The asteroid was discovered by the Panoramic Survey Telescope and Rapid Response System (Pan-STARRS) in Hawaii in 2012. 2012 TC4 is also not close to the geostationary satellites deployed to boost the communication and navigation systems on Earth.

On Oct. 12, 2017, asteroid 2012 TC4 will safely fly past Earth.

"It's very important these things are done, it's a big sky, things could come from any direction and there could be an asteroid with our name on in it", added Glenn. The space rock orbits the Sun approximately every 1.67 years at a distance of about 1.4 AU (astronomical unit). But 2012 TC4 asteroid is different.

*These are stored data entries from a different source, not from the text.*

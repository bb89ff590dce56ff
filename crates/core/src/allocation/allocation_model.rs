//! Initial investment allocation table models.

use rust_decimal::Decimal;
use serde::{Deserialize, Serialize};

use crate::constants::TOTALS_ROW_LABEL;

/// One enriched row of the initial allocation table: the user's allocation
/// input joined with its round profile and the derived columns.
///
/// Optional fields are `None` when undefined rather than zeroed:
/// `initial_ownership_pct`, `ascended_deals` and `exited_deals` need a
/// matching round profile (the two grids are edited independently and can
/// transiently disagree), and `investable_capital_allocated_pct` needs a
/// non-zero investable capital.
#[derive(Debug, Clone, PartialEq, Serialize, Deserialize)]
#[serde(rename_all = "camelCase")]
pub struct RoundAllocationRow {
    pub round: String,
    pub deals: u32,
    /// Average check size in dollars.
    pub avg_check: Decimal,
    /// avg check / post-money valuation, percent, 2 dp.
    pub initial_ownership_pct: Option<Decimal>,
    /// deals x avg check, in millions of dollars.
    pub total_investment: Decimal,
    /// Share of investable capital consumed by this round, percent, 2 dp.
    pub investable_capital_allocated_pct: Option<Decimal>,
    /// Deals expected to advance to the next round, whole deals.
    pub ascended_deals: Option<u32>,
    /// Deals expected to exit at this round, whole deals.
    pub exited_deals: Option<u32>,
}

/// Synthetic totals row appended to the allocation table.
///
/// Additive columns are summed from the finished rows. The average check is
/// recomputed from the sums (total investment / total deals), a weighted
/// rather than simple average, and is `None` when there are no deals.
/// Ownership is absent: it does not aggregate additively across rounds.
#[derive(Debug, Clone, PartialEq, Serialize, Deserialize)]
#[serde(rename_all = "camelCase")]
pub struct AllocationTotals {
    pub round: String,
    pub deals: u32,
    /// Weighted average check in whole dollars.
    pub avg_check: Option<Decimal>,
    /// Total initial investment in millions of dollars.
    pub total_investment: Decimal,
    /// Sum of per-round allocated percentages; may exceed 100 when the
    /// scenario over-commits.
    pub investable_capital_allocated_pct: Option<Decimal>,
    pub ascended_deals: u32,
    pub exited_deals: u32,
}

impl AllocationTotals {
    pub(crate) fn empty() -> Self {
        Self {
            round: TOTALS_ROW_LABEL.to_string(),
            deals: 0,
            avg_check: None,
            total_investment: Decimal::ZERO,
            investable_capital_allocated_pct: None,
            ascended_deals: 0,
            exited_deals: 0,
        }
    }
}

/// The full allocation table: one row per allocation input, in input order,
/// plus the totals row.
#[derive(Debug, Clone, PartialEq, Serialize, Deserialize)]
#[serde(rename_all = "camelCase")]
pub struct AllocationTable {
    pub rows: Vec<RoundAllocationRow>,
    pub totals: AllocationTotals,
}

NASA hopes to use an worldwide network of observatories to track 2012 TC4 - which could still pass as close as 6,700km or as far away as 273,000km. However, 2012 TC4 traveled out of the range of asteroid- tracking telescopes shortly after it was discovered. Observers with the European Space Agency and the European Southern Observatory were the first to recapture 2012 TC4, in late July this year, using one of their large 8-metre aperture telescopes. The distance is about one-eighth the distance between the Earth and the Moon.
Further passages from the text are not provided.